▸ **Problem requirements**: Exactly as written, set down every entry once more.

---

use anchor_lang::prelude::*;

use crate::{
    state::{ClaimMode, OptionDuration},
    strategy::StrategyKind,
};

#[event]
pub struct MarketplaceInitialized {
    pub owner: Pubkey,
    pub reward_mint: Pubkey,
    pub punk_registry: Pubkey,
    pub timestamp: i64,
}

#[event]
pub struct OwnershipTransferred {
    pub previous_owner: Pubkey,
    pub new_owner: Pubkey,
}

#[event]
pub struct VaultRegistered {
    pub name: [u8; 32],
    pub strategy: StrategyKind,
    pub timestamp: i64,
}

#[event]
pub struct VaultUnregistered {
    pub name: [u8; 32],
    pub timestamp: i64,
}

#[event]
pub struct VaultUpgraded {
    pub name: [u8; 32],
    pub generation: u32,
    pub strategy: StrategyKind,
    pub total_shares: u64,
    pub timestamp: i64,
}

#[event]
pub struct DepositEvent {
    pub name: [u8; 32],
    pub user: Pubkey,
    pub lamports: u64,
    pub shares: u64,
    pub lp_token: bool,
    pub timestamp: i64,
}

#[event]
pub struct WithdrawEvent {
    pub name: [u8; 32],
    pub user: Pubkey,
    pub shares: u64,
    pub lamports: u64,
    pub lp_token: bool,
    pub timestamp: i64,
}

#[event]
pub struct RewardsDurationUpdated {
    pub name: [u8; 32],
    pub duration: i64,
}

#[event]
pub struct RewardAdded {
    pub name: [u8; 32],
    pub reward: u64,
    pub reward_rate: u64,
    pub period_finish: i64,
}

#[event]
pub struct RewardPaid {
    pub name: [u8; 32],
    pub user: Pubkey,
    pub reward: u64,
}

#[event]
pub struct BidEntered {
    pub id: u64,
    pub vault: [u8; 32],
    pub collection: Pubkey,
    pub token_id: Pubkey,
    pub amount: u64,
    pub bidder: Pubkey,
}

#[event]
pub struct BidModified {
    pub id: u64,
    pub amount: u64,
}

#[event]
pub struct BidWithdrawn {
    pub id: u64,
    pub bidder: Pubkey,
}

#[event]
pub struct BidAccepted {
    pub id: u64,
    pub bidder: Pubkey,
    pub seller: Pubkey,
    pub amount: u64,
    pub shares: u64,
    pub paid: u64,
}

#[event]
pub struct OptionBidEntered {
    pub id: u64,
    pub vault: [u8; 32],
    pub collection: Pubkey,
    pub token_id: Pubkey,
    pub strike: u64,
    pub premium: u64,
    pub duration: OptionDuration,
    pub buyer: Pubkey,
}

#[event]
pub struct OptionBidModified {
    pub id: u64,
    pub strike: u64,
    pub premium: u64,
    pub duration: OptionDuration,
}

#[event]
pub struct OptionBidWithdrawn {
    pub id: u64,
    pub buyer: Pubkey,
}

#[event]
pub struct OptionBidAccepted {
    pub id: u64,
    pub buyer: Pubkey,
    pub seller: Pubkey,
    pub premium: u64,
    pub expiry: i64,
}

#[event]
pub struct OptionExercised {
    pub id: u64,
    pub buyer: Pubkey,
    pub seller: Pubkey,
    pub strike: u64,
}

#[event]
pub struct OptionClosed {
    pub id: u64,
    pub seller: Pubkey,
}

#[event]
pub struct EpochDurationSet {
    pub duration: i64,
}

#[event]
pub struct EpochStarted {
    pub index: u64,
    pub start_time: i64,
    pub end_time: i64,
    pub claim_mode: ClaimMode,
}

#[event]
pub struct CollectionAllocationSet {
    pub collection: Pubkey,
    pub allocation: u64,
    pub floor_price: u64,
}

#[event]
pub struct DepositsAllocationSet {
    pub allocation: u64,
}

#[event]
pub struct SalesAllocationSet {
    pub allocation: u64,
}

#[event]
pub struct SalesSplitSet {
    pub buyer_bps: u16,
}

#[event]
pub struct ClaimModeSet {
    pub mode: ClaimMode,
}

#[event]
pub struct EpochRewardsDistributionSet {
    pub epoch: u64,
    pub merkle_root: [u8; 32],
    pub total: u64,
}

#[event]
pub struct RewardsClaimed {
    pub epoch: u64,
    pub user: Pubkey,
    pub amount: u64,
    pub mode: ClaimMode,
}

---

▸ **Answer below**:
use anchor_lang::prelude::*;

use crate::{
    state::{ClaimMode, OptionDuration},
    strategy::StrategyKind,
};

#[event]
pub struct MarketplaceInitialized {
    pub owner: Pubkey,
    pub reward_mint: Pubkey,
    pub punk_registry: Pubkey,
    pub timestamp: i64,
}

#[event]
pub struct OwnershipTransferred {
    pub previous_owner: Pubkey,
    pub new_owner: Pubkey,
}

#[event]
pub struct VaultRegistered {
    pub name: [u8; 32],
    pub strategy: StrategyKind,
    pub timestamp: i64,
}

#[event]
pub struct VaultUnregistered {
    pub name: [u8; 32],
    pub timestamp: i64,
}

#[event]
pub struct VaultUpgraded {
    pub name: [u8; 32],
    pub generation: u32,
    pub strategy: StrategyKind,
    pub total_shares: u64,
    pub timestamp: i64,
}

#[event]
pub struct DepositEvent {
    pub name: [u8; 32],
    pub user: Pubkey,
    pub lamports: u64,
    pub shares: u64,
    pub lp_token: bool,
    pub timestamp: i64,
}

#[event]
pub struct WithdrawEvent {
    pub name: [u8; 32],
    pub user: Pubkey,
    pub shares: u64,
    pub lamports: u64,
    pub lp_token: bool,
    pub timestamp: i64,
}

#[event]
pub struct RewardsDurationUpdated {
    pub name: [u8; 32],
    pub duration: i64,
}

#[event]
pub struct RewardAdded {
    pub name: [u8; 32],
    pub reward: u64,
    pub reward_rate: u64,
    pub period_finish: i64,
}

#[event]
pub struct RewardPaid {
    pub name: [u8; 32],
    pub user: Pubkey,
    pub reward: u64,
}

#[event]
pub struct BidEntered {
    pub id: u64,
    pub vault: [u8; 32],
    pub collection: Pubkey,
    pub token_id: Pubkey,
    pub amount: u64,
    pub bidder: Pubkey,
}

#[event]
pub struct BidModified {
    pub id: u64,
    pub amount: u64,
}

#[event]
pub struct BidWithdrawn {
    pub id: u64,
    pub bidder: Pubkey,
}

#[event]
pub struct BidAccepted {
    pub id: u64,
    pub bidder: Pubkey,
    pub seller: Pubkey,
    pub amount: u64,
    pub shares: u64,
    pub paid: u64,
}

#[event]
pub struct OptionBidEntered {
    pub id: u64,
    pub vault: [u8; 32],
    pub collection: Pubkey,
    pub token_id: Pubkey,
    pub strike: u64,
    pub premium: u64,
    pub duration: OptionDuration,
    pub buyer: Pubkey,
}

#[event]
pub struct OptionBidModified {
    pub id: u64,
    pub strike: u64,
    pub premium: u64,
    pub duration: OptionDuration,
}

#[event]
pub struct OptionBidWithdrawn {
    pub id: u64,
    pub buyer: Pubkey,
}

#[event]
pub struct OptionBidAccepted {
    pub id: u64,
    pub buyer: Pubkey,
    pub seller: Pubkey,
    pub premium: u64,
    pub expiry: i64,
}

#[event]
pub struct OptionExercised {
    pub id: u64,
    pub buyer: Pubkey,
    pub seller: Pubkey,
    pub strike: u64,
}

#[event]
pub struct OptionClosed {
    pub id: u64,
    pub seller: Pubkey,
}

#[event]
pub struct EpochDurationSet {
    pub duration: i64,
}

#[event]
pub struct EpochStarted {
    pub index: u64,
    pub start_time: i64,
    pub end_time: i64,
    pub claim_mode: ClaimMode,
}

#[event]
pub struct CollectionAllocationSet {
    pub collection: Pubkey,
    pub allocation: u64,
    pub floor_price: u64,
}

#[event]
pub struct DepositsAllocationSet {
    pub allocation: u64,
}

#[event]
pub struct SalesAllocationSet {
    pub allocation: u64,
}

#[event]
pub struct SalesSplitSet {
    pub buyer_bps: u16,
}

#[event]
pub struct ClaimModeSet {
    pub mode: ClaimMode,
}

#[event]
pub struct EpochRewardsDistributionSet {
    pub epoch: u64,
    pub merkle_root: [u8; 32],
    pub total: u64,
}

#[event]
pub struct RewardsClaimed {
    pub epoch: u64,
    pub user: Pubkey,
    pub amount: u64,
    pub mode: ClaimMode,
}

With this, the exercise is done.